- [STUDY MATERIAL]
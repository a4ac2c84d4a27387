use super::document_store::DocumentStore;
use super::fs_backend::FsBackend;
use super::KeyLayout;
use crate::config::StudyConfig;
use std::path::PathBuf;

pub type FileStore = DocumentStore<FsBackend>;

impl FileStore {
    /// Opens (and initializes, if needed) the store kept in `data_dir`.
    pub fn open(data_dir: PathBuf, config: &StudyConfig) -> Self {
        DocumentStore::new(FsBackend::new(data_dir), KeyLayout::from_config(config))
    }

    pub fn data_dir(&self) -> &std::path::Path {
        self.backend.root()
    }
}
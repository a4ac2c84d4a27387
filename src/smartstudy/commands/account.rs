use crate::auth::{AuthService, EMAIL_FIELD};
use crate::commands::{CmdMessage, CmdResult};
use crate::error::Result;
use crate::model::{Document, Fields};
use crate::store::backend::StorageBackend;

fn display_name(record: &Document) -> String {
    record
        .str_field("name")
        .or_else(|| record.str_field(EMAIL_FIELD))
        .unwrap_or(&record.id)
        .to_string()
}

pub fn register<B: StorageBackend>(
    auth: &mut AuthService<B>,
    email: &str,
    password: &str,
    profile: Fields,
) -> Result<CmdResult> {
    let record = auth.register(email, password, profile)?;
    let mut result = CmdResult::default();
    result.add_message(CmdMessage::success(format!(
        "Registered and signed in as {}",
        display_name(&record)
    )));
    Ok(result.with_documents(vec![record]))
}

pub fn login<B: StorageBackend>(
    auth: &mut AuthService<B>,
    email: &str,
    password: &str,
) -> Result<CmdResult> {
    let record = auth.login(email, password)?;
    let mut result = CmdResult::default();
    result.add_message(CmdMessage::success(format!(
        "Signed in as {}",
        display_name(&record)
    )));
    Ok(result.with_documents(vec![record]))
}

pub fn logout<B: StorageBackend>(auth: &mut AuthService<B>) -> Result<CmdResult> {
    let was_signed_in = auth.is_authenticated();
    auth.logout()?;
    let mut result = CmdResult::default();
    if was_signed_in {
        result.add_message(CmdMessage::success("Signed out"));
    } else {
        result.add_message(CmdMessage::info("Nobody is signed in"));
    }
    Ok(result)
}

pub fn whoami<B: StorageBackend>(auth: &AuthService<B>) -> Result<CmdResult> {
    let mut result = CmdResult::default();
    match auth.current_user() {
        Some(record) => Ok(result.with_documents(vec![record.clone()])),
        None => {
            result.add_message(CmdMessage::info("Not signed in"));
            Ok(result)
        }
    }
}

pub fn change_password<B: StorageBackend>(
    auth: &mut AuthService<B>,
    user_id: &str,
    current: &str,
    new: &str,
) -> Result<CmdResult> {
    auth.change_password(user_id, current, new)?;
    let mut result = CmdResult::default();
    result.add_message(CmdMessage::success("Password changed"));
    Ok(result)
}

- [EXERCISE DIRECTIONS] Reproduce each line from the records that contains the word "PathBuf".

- [FINISHED TASK]
use std::path::PathBuf;
    pub fn open(data_dir: PathBuf, config: &StudyConfig) -> Self {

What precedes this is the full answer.